My high weight was July 2021 when I tipped the scales at 456.

I am starting the rest of my story in January 2022. I was taking Ryselbus for a bit and was back down to 440. It was at this time that I doubled down to start doing the mental work on my stress eating, emotional eating, binge eating and other disordered eating which had gotten me pretty immobile and huge.

During feb, march and April I avoided the scale, focusing on my relationship with food, the triggers contained in my relationship with other people who had made me turn to binging and life in general. Also in some changes in portion size and being able to stop when full (which was hard for me)

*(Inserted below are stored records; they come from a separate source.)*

//! Position invariants under move application: disjoint occupancies,
//! correct castling/en-passant/halfmove bookkeeping, and copy-make leaving
//! the parent untouched.

use peregrine::board::{CASTLE_BK, CASTLE_BQ, CASTLE_WK, CASTLE_WQ, Color, PIECE_TYPES, Position};
use peregrine::moves::movegen::legal_moves;
use peregrine::moves::types::Move;
use peregrine::square::Square;

fn find_move(position: &Position, uci: &str) -> Move {
    legal_moves(position)
        .into_iter()
        .find(|m| m.to_uci() == uci)
        .unwrap_or_else(|| panic!("move {uci} not legal here"))
}

fn assert_occupancy_invariants(position: &Position) {
    assert_eq!(
        position.occupied,
        position.white.occupied | position.black.occupied
    );
    assert_eq!(position.white.occupied & position.black.occupied, 0);
    for color in [Color::White, Color::Black] {
        let union = PIECE_TYPES
            .iter()
            .fold(0u64, |acc, &pt| acc | position.pieces(color, pt));
        assert_eq!(union, position.occupancy(color));
        // piece boards are pairwise disjoint
        for (i, &a) in PIECE_TYPES.iter().enumerate() {
            for &b in &PIECE_TYPES[i + 1..] {
                assert_eq!(position.pieces(color, a) & position.pieces(color, b), 0);
            }
        }
    }
}

fn splitmix64(mut x: u64) -> u64 {
    x = x.wrapping_add(0x9E37_79B9_7F4A_7C15);
    let mut z = x;
    z = (z ^ (z >> 30)).wrapping_mul(0xBF58_476D_1CE4_E5B9);
    z = (z ^ (z >> 27)).wrapping_mul(0x94D0_49BB_1331_11EB);
    z ^ (z >> 31)
}

#[test]
fn invariants_hold_through_random_play() {
    let mut seed = 7u64;
    for _game in 0..5 {
        let mut position = Position::startpos();
        for _ply in 0..300 {
            assert_occupancy_invariants(&position);
            let moves = legal_moves(&position);
            if moves.is_empty() {
                break;
            }
            seed = splitmix64(seed);
            assert!(position.make_move(moves[(seed as usize) % moves.len()]));
        }
    }
}

#[test]
fn random_walk_from_kiwipete_stays_coherent() {
    use rand::rngs::StdRng;
    use rand::{Rng, SeedableRng};

    let mut rng = StdRng::seed_from_u64(42);
    for _game in 0..3 {
        let mut position = Position::from_fen(
            "r3k2r/p1ppqpb1/bn2pnp1/3PN3/1p2P3/2N2Q1p/PPPBBPPP/R3K2R w KQkq - 0 1",
        )
        .unwrap();
        for _ply in 0..120 {
            let moves = legal_moves(&position);
            if moves.is_empty() {
                break;
            }
            let mv = moves[rng.random_range(0..moves.len())];
            assert!(position.make_move(mv));
            assert_occupancy_invariants(&position);
            assert_eq!(position.hash, position.compute_hash());
        }
    }
}

#[test]
fn copy_make_leaves_the_parent_untouched() {
    let parent = Position::startpos();
    let snapshot = parent;
    let mv = find_move(&parent, "e2e4");

    let mut child = parent;
    assert!(child.make_move(mv));

    assert_eq!(parent, snapshot);
    assert_ne!(child, parent);
    // the child is a coherent position in its own right
    assert_eq!(child.hash, child.compute_hash());
    assert_eq!(child, Position::from_fen(&child.to_fen()).unwrap());
}

#[test]
fn double_push_sets_and_clears_the_ep_square() {
    let mut position = Position::startpos();
    assert!(position.make_move(find_move(&position, "e2e4")));
    assert_eq!(position.en_passant_square, "e3".parse::<Square>().unwrap());

    assert!(position.make_move(find_move(&position, "g8f6")));
    assert!(position.en_passant_square.is_none());
}

#[test]
fn en_passant_capture_removes_the_pawn_behind() {
    let mut position = Position::from_fen("4k3/8/8/3pP3/8/8/8/4K3 w - d6 0 1").unwrap();
    assert!(position.make_move(find_move(&position, "e5d6")));
    // the d5 pawn is gone, the capturer sits on d6
    assert_eq!(position.black.pawns(), 0);
    assert_eq!(
        position.white.pawns(),
        "d6".parse::<Square>().unwrap().bb()
    );
    assert_eq!(position.hash, position.compute_hash());
}

#[test]
fn castling_teleports_the_rook() {
    let mut position =
        Position::from_fen("r3k2r/8/8/8/8/8/8/R3K2R w KQkq - 0 1").unwrap();
    assert!(position.make_move(find_move(&position, "e1g1")));

    assert_eq!(position.piece_at(Square::G1).to_char(), 'K');
    assert_eq!(position.piece_at(Square::F1).to_char(), 'R');
    assert!(position.piece_at(Square::H1).is_none());
    assert!(position.piece_at(Square::E1).is_none());
    assert_eq!(position.castling_rights & (CASTLE_WK | CASTLE_WQ), 0);
    assert_eq!(position.hash, position.compute_hash());

    // black retains both rights and can still castle long
    assert!(position.make_move(find_move(&position, "e8c8")));
    assert_eq!(position.piece_at(Square::C8).to_char(), 'k');
    assert_eq!(position.piece_at(Square::D8).to_char(), 'r');
    assert_eq!(position.castling_rights, 0);
}

#[test]
fn rook_moves_and_rook_captures_clear_single_rights() {
    let mut position =
        Position::from_fen("r3k2r/8/8/8/8/8/8/R3K2R w KQkq - 0 1").unwrap();
    assert!(position.make_move(find_move(&position, "h1h8")));
    // white loses kingside by moving the rook, black loses kingside by
    // having the corner captured
    assert_eq!(position.castling_rights, CASTLE_WQ | CASTLE_BQ);
}

#[test]
fn king_moves_clear_both_rights() {
    let mut position =
        Position::from_fen("r3k2r/8/8/8/8/8/8/R3K2R w KQkq - 0 1").unwrap();
    assert!(position.make_move(find_move(&position, "e1e2")));
    assert_eq!(position.castling_rights, CASTLE_BK | CASTLE_BQ);
}

#[test]
fn promotion_replaces_the_pawn() {
    let mut position = Position::from_fen("4k3/P7/8/8/8/8/8/4K3 w - - 0 1").unwrap();
    assert!(position.make_move(find_move(&position, "a7a8q")));
    assert_eq!(position.white.pawns(), 0);
    assert_eq!(position.white.queens(), Square::A8.bb());
    assert_eq!(position.hash, position.compute_hash());
}

#[test]
fn halfmove_clock_counts_and_resets() {
    let mut position = Position::startpos();
    assert!(position.make_move(find_move(&position, "g1f3")));
    assert_eq!(position.half_move_counter, 1);
    assert!(position.make_move(find_move(&position, "b8c6")));
    assert_eq!(position.half_move_counter, 2);
    // pawn move resets
    assert!(position.make_move(find_move(&position, "e2e4")));
    assert_eq!(position.half_move_counter, 0);

    // capture resets too
    let mut position =
        Position::from_fen("4k3/8/8/3r4/8/3R4/8/4K3 w - - 37 1").unwrap();
    assert!(position.make_move(find_move(&position, "d3d5")));
    assert_eq!(position.half_move_counter, 0);
}

#[test]
fn illegal_moves_are_reported_by_make_move() {
    // the d2 rook is pinned to the king by the d8 rook; pseudo-legal rook
    // moves off the d-file must come back illegal
    let position = Position::from_fen("3rk3/8/8/8/8/8/3R4/3K4 w - - 0 1").unwrap();
    let legal = legal_moves(&position);
    assert!(legal.iter().all(|m| {
        m.to_uci().starts_with("d2d") || !m.to_uci().starts_with("d2")
    }));
    // and the legal list keeps the rook on the file
    assert!(legal.iter().any(|m| m.to_uci() == "d2d5"));
    assert!(!legal.iter().any(|m| m.to_uci() == "d2e2"));
}

#[test]
fn en_passant_discovered_check_is_illegal() {
    // exd6 e.p. would expose the white king on the fifth rank to the h5 rook
    let position = Position::from_fen("8/8/8/K2pP2r/8/8/8/4k3 w - d6 0 1").unwrap();
    let legal = legal_moves(&position);
    assert!(!legal.iter().any(|m| m.is_en_passant()));
}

but April 24th I stepped on the scale and was 426. I felt like I had made progress on me for the first time in a long time.

May 8th I was gradually down to 421, then my body did the first drop on may 9th (which I have learned is normal pattern for me) to 414.6

I went up about two pounds and down about two pounds for another couple weeks until finally dropping so to 405.6 May 27th.

June I really worked hard on dealing with fast food addiction and some very deep emotional hurts along with work stress and financial stress. My weight varied from 412.6 down (yep, gained!) to 403 at the end of the month. I was gaining, I was loosing, I was struggling to eat better and not loose my head to anxiety and other emotions. Sometimes I won, sometimes I lost. The whole month tracks up and down and up and down until I started to find my way towards the end of the month and the struggle became easier.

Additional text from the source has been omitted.